Grape prices are tumbling. Wine loving Baby Boomers are cutting consumption. Millennials are downing shots and chugging craft beers, and according to a respected source in the winery finance business, half of U.S. wineries may be sold in the next three to five years. While the Hedge Funds and conglomerates have the resources to ride out these disturbing trends, any individual or family jumping into the business in this climate appear to be on a financial kamikaze mission.
Which brings us to Tom and Beth Jones, two wine industry lifers and fearless operators, who six years ago, cashed in their stake in California’s El Dorado County’s growing Lava Cap Winery. Rather than monitor their investments and work on their golf game, the couple left a big family business to start up a small one.
Huh? As Tom relates, bigger isn’t always better.
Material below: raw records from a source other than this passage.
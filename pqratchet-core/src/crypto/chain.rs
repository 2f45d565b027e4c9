// SPDX-FileCopyrightText: 2026 Mattia Egloff <mattia.egloff@pm.me>
//
// SPDX-License-Identifier: GPL-3.0-or-later

//! Chain Key Ratcheting
//!
//! Symmetric half of the Double Ratchet. Each step consumes the current
//! chain key and yields one message key plus the next chain key:
//!
//! - `message_key = HKDF(chain_key, "message")`
//! - `chain_key'  = HKDF(chain_key, "next")`

use super::encryption::SymmetricKey;
use super::kdf::Hkdf;
use thiserror::Error;
use zeroize::Zeroize;

/// Hard cap on a single chain's length unless configured otherwise.
pub const DEFAULT_MAX_CHAIN_LENGTH: u32 = 2000;

/// Chain key ratcheting error types.
#[derive(Error, Debug, PartialEq, Eq)]
pub enum ChainError {
    #[error("Chain length limit exceeded (max {limit})")]
    LengthLimitExceeded { limit: u32 },

    #[error("Skip limit exceeded (requested {requested}, max {limit})")]
    SkipLimitExceeded { requested: u32, limit: u32 },

    #[error("Cannot skip backwards (current: {current}, target: {target})")]
    CannotSkipBackwards { current: u32, target: u32 },

    #[error("Key derivation failed")]
    Derivation,
}

const CHAIN_KEY_INFO: &[u8] = b"next";
const MESSAGE_KEY_INFO: &[u8] = b"message";

/// A chain key used for symmetric ratcheting.
///
/// Chain keys are never used directly for encryption. Its position is the
/// message number of the next key it will produce.
#[derive(Clone)]
pub struct ChainKey {
    key: [u8; 32],
    position: u32,
    max_length: u32,
}

impl std::fmt::Debug for ChainKey {
    fn fmt(&self, f: &mut std::fmt::Formatter<'_>) -> std::fmt::Result {
        f.debug_struct("ChainKey")
            .field("key", &"[REDACTED]")
            .field("position", &self.position)
            .finish()
    }
}

impl Drop for ChainKey {
    fn drop(&mut self) {
        self.key.zeroize();
    }
}

impl ChainKey {
    /// Creates a new chain key at position 0.
    pub fn new(key: [u8; 32], max_length: u32) -> Self {
        ChainKey {
            key,
            position: 0,
            max_length,
        }
    }

    /// Creates a chain key at a specific position.
    pub fn at_position(key: [u8; 32], position: u32, max_length: u32) -> Self {
        ChainKey {
            key,
            position,
            max_length,
        }
    }

    /// Message number of the next key this chain will produce.
    pub fn position(&self) -> u32 {
        self.position
    }

    /// Advances the chain by one step, returning a message key and the next chain key.
    pub fn ratchet(&self) -> Result<(MessageKey, ChainKey), ChainError> {
        if self.position >= self.max_length {
            return Err(ChainError::LengthLimitExceeded {
                limit: self.max_length,
            });
        }

        let message_key_bytes = Hkdf::derive_key(None, &self.key, MESSAGE_KEY_INFO)
            .map_err(|_| ChainError::Derivation)?;
        let next_chain_key_bytes = Hkdf::derive_key(None, &self.key, CHAIN_KEY_INFO)
            .map_err(|_| ChainError::Derivation)?;

        let message_key = MessageKey {
            key: SymmetricKey::from_bytes(message_key_bytes),
            message_number: self.position,
        };

        let next_chain = ChainKey {
            key: next_chain_key_bytes,
            position: self.position + 1,
            max_length: self.max_length,
        };

        Ok((message_key, next_chain))
    }

    /// Skips forward to `target`, returning every intermediate message key.
    ///
    /// The returned chain sits at `target`, ready to produce that key.
    pub fn skip_to(
        &self,
        target: u32,
        max_skip: u32,
    ) -> Result<(Vec<MessageKey>, ChainKey), ChainError> {
        if target < self.position {
            return Err(ChainError::CannotSkipBackwards {
                current: self.position,
                target,
            });
        }

        let skip_count = target - self.position;
        if skip_count > max_skip {
            return Err(ChainError::SkipLimitExceeded {
                requested: skip_count,
                limit: max_skip,
            });
        }

        let mut keys = Vec::with_capacity(skip_count as usize);
        let mut current = self.clone();

        while current.position < target {
            let (msg_key, next) = current.ratchet()?;
            keys.push(msg_key);
            current = next;
        }

        Ok((keys, current))
    }

    /// Returns a reference to the raw key bytes.
    pub fn as_bytes(&self) -> &[u8; 32] {
        &self.key
    }
}

/// A message encryption key derived from a chain key.
///
/// Message keys are single-use and are dropped (zeroized) after use.
#[derive(Clone)]
pub struct MessageKey {
    key: SymmetricKey,
    message_number: u32,
}

impl std::fmt::Debug for MessageKey {
    fn fmt(&self, f: &mut std::fmt::Formatter<'_>) -> std::fmt::Result {
        f.debug_struct("MessageKey")
            .field("key", &"[REDACTED]")
            .field("message_number", &self.message_number)
            .finish()
    }
}

impl MessageKey {
    /// Returns the message number this key was derived at.
    pub fn message_number(&self) -> u32 {
        self.message_number
    }

    /// Returns the underlying symmetric key for encryption.
    pub fn symmetric_key(&self) -> &SymmetricKey {
        &self.key
    }

    /// Returns the raw key bytes.
    pub fn as_bytes(&self) -> &[u8; 32] {
        self.key.as_bytes()
    }
}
“You reach a scale where you’re forced to become managerial rather than in the cellar, intimate with each barrel. I prefer to be up close and personal with our wines, and that requires a boutique scale and operation.”
It wasn’t just some sort of Foothill Family Feud that prompted their exit. Tom and Beth saw wholesale changes that made even successful wineries fight and claw for market share. While 1,800 wineries had 3,000 distributors to choose from in the 90’s, California’s wineries numbered more than 8,000 a decade later, while the number of distributors diminished to some 700. While Tom and Beth took their time discerning how and when to leave the family business, they never considered leaving the wine business.
Beth Jones explains it this way: “It’s so exciting to see something grow from the ground up; the harvest, fermentation, the bottling, the aging and finally the presentation in the tasting room.”
Like their carefully crafted wines, the new Jones business plan took a few years to mature. After a multi-year search, they found a hidden gem – a once thriving winery that hadn’t changed with the times. The price was right, and so was the location, a picturesque hillside in neighboring Amador County. They set up their operation in Plymouth, California, a leisurely forty-minute drive east from Sacramento.
“Amador had that feeling that we really wanted to get involved with,” Beth says, “a positive outlook overall, many inter-generational families that are very active in winemaking and the community.”
After Tom — an inveterate hiker — stumbled upon a relic from the Gold Rush days, the hub of a wagon wheel, the venture was christened:
Iron Hub. Naming the operation was the easy part, but there were plenty of upfront challenges: an outdated tasting room, a smaller production facility, and distinctly slower pace in their new neighborhood. Contractors and inspectors operated on what Beth politely calls “Amador Time.”